Patient has sight restored as a result of new gene therapy administered at the Mater Hospital 

The Mater Hospital has successfully treated the first patient in Ireland with a ground-breaking ocular gene therapy.

The gene therapy, which received approval for reimbursement in Ireland last year, has the potential to restore retinal function and vision in patients suffering from inherited retinal dystrophies. 

31-year-old Stuart Haxell from Sligo is functionally blind and has only been able to see a certain amount of light for over a decade.

He received the first Luxturna treatment in Ireland in November at the Mater Hospital, under the care of Professor David Keegan, consultant ophthalmic surgeon.

Just weeks after the procedure, Stuart is now able to read letters and words again, a recovery described by medical professionals as remarkable.

This success marks a transformative development not only for the Mater Hospital but for the treatment of inherited ocular degeneration in Ireland. 

The gene therapy works by targeting genetic mutations that impair retinal function. The therapy involves: 

• Identifying patients with sufficient remaining retinal structure for treatment.
• Performing a vitrectomy to remove the eye’s vitreous jelly.
• Administering a subretinal injection that creates a temporary retinal detachment, allowing the viral vector to deliver the functional gene.
• Enabling the retinal cells to produce the enzyme needed for vision restoration.

“It’s akin to plugging a television back in,” explains Prof Keegan “The procedure is most effective when administered in childhood before significant retinal degeneration occurs, but as Stuart’s case demonstrates, benefits are not only possible, but significant in adults.” 

The introduction of this ground-breaking gene therapy at the Mater Hospital is the culmination of years of rigorous clinical research, specialised staff training, extensive safety protocols and critical funding support.

This achievement was made possible through support and consultation with key stakeholders and organisations, including Fighting Blindness, Shabra Charity, Vision Ireland, the Mater Hospital Foundation and the entire team at the Mater Hospital. 

Inherited retinal dystrophies are very rare with one patient eligible for treatment identified every two to five years.

The team in the Mater is expecting to treat a second patient later this year.

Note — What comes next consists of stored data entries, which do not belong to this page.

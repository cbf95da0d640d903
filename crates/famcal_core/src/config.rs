//! Engine configuration.
//!
//! # Responsibility
//! - Carry tunables the classifiers and resolution generator read.
//! - Load them from JSON supplied by the host application.
//!
//! # Invariants
//! - Every field has a default; an empty JSON object is a valid config.
//! - `validate()` must pass before a config reaches the engine.

use crate::model::event::DEFAULT_FAMILY_SENTINEL;
use crate::schedule::free_slot::DayWindow;
use crate::schedule::interval::parse_time_of_day;
use serde::{Deserialize, Serialize};
use std::error::Error;
use std::fmt::{Display, Formatter};
use std::path::{Path, PathBuf};

const DEFAULT_TRAVEL_BUFFER_MINUTES: i64 = 20;
const DEFAULT_COST_THRESHOLD: f64 = 50.0;
const DEFAULT_DAY_START: &str = "07:00";
const DEFAULT_DAY_END: &str = "22:00";
const DEFAULT_SLOT_STEP_MINUTES: i64 = 15;
const MAX_SLOT_STEP_MINUTES: i64 = 24 * 60;

/// Tunables for one conflict service instance.
#[derive(Debug, Clone, PartialEq, Serialize, Deserialize)]
#[serde(default)]
pub struct EngineConfig {
    /// Minimum gap between two located events of one person.
    pub travel_buffer_minutes: i64,
    /// Person id meaning "whole family".
    pub family_sentinel: String,
    /// Costs strictly above this add one priority point.
    pub cost_threshold: f64,
    /// Earliest reschedule suggestion, `HH:MM`.
    pub day_start: String,
    /// Latest reschedule end, `HH:MM`.
    pub day_end: String,
    pub slot_step_minutes: i64,
}

impl Default for EngineConfig {
    fn default() -> Self {
        Self {
            travel_buffer_minutes: DEFAULT_TRAVEL_BUFFER_MINUTES,
            family_sentinel: DEFAULT_FAMILY_SENTINEL.to_string(),
            cost_threshold: DEFAULT_COST_THRESHOLD,
            day_start: DEFAULT_DAY_START.to_string(),
            day_end: DEFAULT_DAY_END.to_string(),
            slot_step_minutes: DEFAULT_SLOT_STEP_MINUTES,
        }
    }
}

impl EngineConfig {
    /// Parses and validates a JSON config document.
    pub fn from_json_str(raw: &str) -> Result<Self, ConfigError> {
        let config: Self = serde_json::from_str(raw).map_err(ConfigError::Parse)?;
        config.validate()?;
        Ok(config)
    }

    /// Reads, parses and validates a JSON config file.
    pub fn load(path: &Path) -> Result<Self, ConfigError> {
        let raw = std::fs::read_to_string(path).map_err(|source| ConfigError::Io {
            path: path.to_path_buf(),
            source,
        })?;
        Self::from_json_str(&raw)
    }

    /// Checks field ranges and returns the parsed day window.
    pub fn validate(&self) -> Result<DayWindow, ConfigError> {
        if self.travel_buffer_minutes < 0 {
            return Err(ConfigError::Invalid(format!(
                "travel_buffer_minutes must be >= 0, got {}",
                self.travel_buffer_minutes
            )));
        }
        if self.family_sentinel.trim().is_empty() {
            return Err(ConfigError::Invalid(
                "family_sentinel must not be empty".to_string(),
            ));
        }
        if !self.cost_threshold.is_finite() {
            return Err(ConfigError::Invalid(
                "cost_threshold must be a finite number".to_string(),
            ));
        }
        if !(1..=MAX_SLOT_STEP_MINUTES).contains(&self.slot_step_minutes) {
            return Err(ConfigError::Invalid(format!(
                "slot_step_minutes must be in 1..={MAX_SLOT_STEP_MINUTES}, got {}",
                self.slot_step_minutes
            )));
        }
        self.day_window()
    }

    /// Parses `day_start`/`day_end` into a window; start must precede end.
    pub fn day_window(&self) -> Result<DayWindow, ConfigError> {
        let start = parse_time_of_day(&self.day_start).ok_or_else(|| {
            ConfigError::Invalid(format!("day_start `{}` is not HH:MM", self.day_start))
        })?;
        let end = parse_time_of_day(&self.day_end).ok_or_else(|| {
            ConfigError::Invalid(format!("day_end `{}` is not HH:MM", self.day_end))
        })?;
        if start >= end {
            return Err(ConfigError::Invalid(format!(
                "day_start `{}` must be earlier than day_end `{}`",
                self.day_start, self.day_end
            )));
        }
        Ok(DayWindow { start, end })
    }
}

#[derive(Debug)]
pub enum ConfigError {
    Io {
        path: PathBuf,
        source: std::io::Error,
    },
    Parse(serde_json::Error),
    Invalid(String),
}

impl Display for ConfigError {
    fn fmt(&self, f: &mut Formatter<'_>) -> std::fmt::Result {
        match self {
            Self::Io { path, source } => {
                write!(f, "failed to read config `{}`: {source}", path.display())
            }
            Self::Parse(err) => write!(f, "invalid config JSON: {err}"),
            Self::Invalid(message) => write!(f, "invalid config: {message}"),
        }
    }
}

impl Error for ConfigError {
    fn source(&self) -> Option<&(dyn Error + 'static)> {
        match self {
            Self::Io { source, .. } => Some(source),
            Self::Parse(err) => Some(err),
            Self::Invalid(_) => None,
        }
    }
}

#[cfg(test)]
mod tests {
    use super::{ConfigError, EngineConfig};

    #[test]
    fn empty_object_yields_defaults() {
        let config = EngineConfig::from_json_str("{}").expect("empty config is valid");
        assert_eq!(config, EngineConfig::default());
        assert_eq!(config.travel_buffer_minutes, 20);
        assert_eq!(config.family_sentinel, "all");
    }

    #[test]
    fn partial_override_keeps_other_defaults() {
        let config = EngineConfig::from_json_str(r#"{"travel_buffer_minutes": 30}"#)
            .expect("partial config is valid");
        assert_eq!(config.travel_buffer_minutes, 30);
        assert_eq!(config.slot_step_minutes, 15);
    }

    #[test]
    fn rejects_negative_buffer_and_inverted_window() {
        let err = EngineConfig::from_json_str(r#"{"travel_buffer_minutes": -1}"#)
            .expect_err("negative buffer must fail");
        assert!(matches!(err, ConfigError::Invalid(_)));

        let err = EngineConfig::from_json_str(r#"{"day_start": "20:00", "day_end": "08:00"}"#)
            .expect_err("inverted window must fail");
        assert!(err.to_string().contains("earlier than"));
    }

    #[test]
    fn rejects_blank_sentinel_and_zero_step() {
        assert!(EngineConfig::from_json_str(r#"{"family_sentinel": " "}"#).is_err());
        assert!(EngineConfig::from_json_str(r#"{"slot_step_minutes": 0}"#).is_err());
    }

    #[test]
    fn rejects_step_longer_than_a_day() {
        let err = EngineConfig::from_json_str(r#"{"slot_step_minutes": 9223372036854775807}"#)
            .expect_err("huge step must fail");
        assert!(matches!(err, ConfigError::Invalid(_)));
        assert!(EngineConfig::from_json_str(r#"{"slot_step_minutes": 1441}"#).is_err());

        let config = EngineConfig::from_json_str(r#"{"slot_step_minutes": 1440}"#)
            .expect("one-day step is valid");
        assert_eq!(config.slot_step_minutes, 1440);
    }

    #[test]
    fn rejects_malformed_json() {
        let err = EngineConfig::from_json_str("{not json").expect_err("malformed must fail");
        assert!(matches!(err, ConfigError::Parse(_)));
    }
}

The therapy has already shown remarkable results. Stuart experienced significant improvements in central vision within two weeks, with further improvements expected over time.

While his vision may not return to full capacity, in particular his peripheral vision, this advancement represents hope for the treatment of visual conditions previously deemed untreatable and non-preventable. 

Describing recovering his sight, Stuart Haxell said, “For the first time in over a decade, I can see the world around me.

“Being able to read again is something I never thought possible and my quality of life has been improved. I really appreciate Prof Keegan, his team, the 

Mater Hospital staff and the HSE for giving me this ground-breaking treatment and bringing sight back to me.” 

Looking ahead, the Mater Hospital’s success with this gene therapy paves the way for future advancements in treating other degenerative eye diseases.

Emerging technologies, such as CRISPR-Cas9 gene editing, offer promising prospects for further innovation. 

“This achievement represents a paradigm shift in Irish healthcare and ophthalmology,” said Josephine Ryan Leacy, CEO of the Mater Hospital. “We are on the cusp of transforming how genetic and degenerative eye conditions are treated in Ireland and I would like to take this opportunity to thank Prof Keegan and his team for the incredible results we are already seeing with this new treatment.

“Restoring sight and improving a patient’s quality of life is a humbling achievement and we hope to see many more success stories in the coming years.” 

Finbarr Roche, CEO at the charity Fighting Blindness said, “This monumental advance gives hope to all those people in Ireland living with a visual impairment – the first treatment to reverse sight loss.

“We believe that a lot of sight loss is reversible; and this treatment is a direct result of vision research – and we firstly thank the Irish public who have contributed to vision research in Ireland and abroad. 

“Stuart Haxell was identified as a suitable recipient through the database of clinical diagnoses and genetic codes that has been spearheaded by fundraising in Ireland, our Target 5000 project, for all those living with inherited retinal conditions.

“This sends a clear signal to our community and the wider public that investing in scientific research can make possible what used to be accepted as impossible.”